SETELAH pemerintah Indonesia meratifikasi konvensi PBB tahun 1990 tentang perlindungan buruh migran pada 12 April 2012 lalu, ternyata belum ada perubahan berarti yang dirasakan para buruh migran. Koalisi Peringatan Aksi Buruh Migran Internasional 2013 (Koper Bumi) pun menuduh pemerintah tidak serius dalam memperhatikan para buruh migran di luar negeri.
“Kami ini hanya dijadikan sapi perahan saja untuk menghasilkan devisa negara,” ujar Juru Bicara Koper Bumi, Iweng Karsiwen kepada kabar3 saat ditemui setelah acara koferensi pers di gedung Lembaga Bantuan Hukum (LBH) Jakarta, Jalan Diponogoro, Jakarta Pusat, Selasa (17/12).
Iweng menjelaskan, pemerintah yang seharusnya menciptakan Undang-undang (UU) perlindungan buruh migran berpedoman pada prinsip konvensi PBB 1990, namun justru merevisi UU Penempatan dan Perlindungan TKI ke Luar Negeri (UUPPTKLN) No. 39 Tahun 2004. “Dengan prioritas penempatan, untuk menghasilkan lebih banyak devisa,” ujarnya sembari menggelengkan kepala.

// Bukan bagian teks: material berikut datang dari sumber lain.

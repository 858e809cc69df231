// Copyright (c) 2025 Erick Bourgeois, firestoned
// SPDX-License-Identifier: MIT

//! Record-set diffing.
//!
//! Compares the desired record sets of one entry against everything
//! observed at its old and new locations and plans the minimal set of
//! record-level changes, grouped per zone. Anything observed away from the
//! desired `(zone, name)` is deleted; co-located sets are updated when
//! they differ and left alone when they match.

use crate::dns::{DnsSetName, RecordSet, RecordType, ZoneId};
use crate::provider::ChangeRequest;
use std::collections::BTreeMap;

/// One observed record set with its location.
#[derive(Clone, Debug)]
pub struct ObservedRecordSet {
    pub zone: ZoneId,
    pub name: DnsSetName,
    pub record_set: RecordSet,
}

/// Change requests planned for one reconcile, grouped per zone.
pub type ZonedChanges = BTreeMap<ZoneId, Vec<ChangeRequest>>;

/// Compute the change requests turning `observed` into `desired`.
///
/// `desired` may be empty (entry deletion): everything observed is then
/// planned for deletion. The result groups requests by zone so the
/// executor can run cross-zone deletions against their owning accounts
/// first.
#[must_use]
pub fn compute_changes(
    new_zone: &ZoneId,
    new_name: &DnsSetName,
    desired: &BTreeMap<RecordType, RecordSet>,
    observed: &[ObservedRecordSet],
) -> ZonedChanges {
    let mut changes: ZonedChanges = BTreeMap::new();
    let mut satisfied: Vec<RecordType> = Vec::new();
    let mut updated: Vec<RecordType> = Vec::new();

    for obs in observed {
        let co_located = &obs.zone == new_zone && &obs.name == new_name;
        let rtype = obs.record_set.rtype;

        if !co_located || !desired.contains_key(&rtype) {
            changes
                .entry(obs.zone.clone())
                .or_default()
                .push(ChangeRequest::delete(
                    obs.name.clone(),
                    obs.record_set.clone(),
                ));
            continue;
        }

        let wanted = &desired[&rtype];
        if wanted.matches(&obs.record_set) {
            satisfied.push(rtype);
        } else {
            updated.push(rtype);
            changes
                .entry(obs.zone.clone())
                .or_default()
                .push(ChangeRequest::update(
                    new_name.clone(),
                    obs.record_set.clone(),
                    wanted.clone(),
                ));
        }
    }

    for (rtype, wanted) in desired {
        if satisfied.contains(rtype) || updated.contains(rtype) {
            continue;
        }
        changes
            .entry(new_zone.clone())
            .or_default()
            .push(ChangeRequest::create(new_name.clone(), wanted.clone()));
    }

    changes
}

/// Whether the planned changes are empty (desired equals observed).
#[must_use]
pub fn is_noop(changes: &ZonedChanges) -> bool {
    changes.values().all(Vec::is_empty)
}

#[cfg(test)]
#[path = "diff_tests.rs"]
mod diff_tests;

Iweng pun memaparkan, sejak pemerintahan SBY, peningkatan drastis terjadi dalam hal pengiriman TKI. “Sekitar 700 ribu per tahun, dengan menghasilkan devisa sekitar Rp100 triliun,” kata dia. Namun, lanjut perwakilan dari Asosiasi Buruh Migran Indonesia yang berbasis di Hongkong ini, pemerintah belum merasa cukup sehingga UU PPTKILN No 39 tahun 2004 diubah guna menghapus hambatan yang menghalangi percepatan pengiriman tenaga kerja.
“Target pemerintah 1-2 juta per tahun, agar menghasilkan devisa sebesar Rp125 triliun,” kata dia dengan nada meninggi.
Namun, pemerintah Indonesia tidak memberikan perlindungan yang baik terhadap buruh. Padahal buruh migran telah banyak memberikan devisa bagi negara.
Untuk itu, ia bersama rekan-rekannya yang tergabung dalam Koper BUMI menuntut pemerintah dan Dewan Perwakilan Rakyat khusunya Komisi IX, mencabut UU PPTKILN dan menggantinya dengan UU perlindungan yang berpedoman pada konvensi PBB 1990.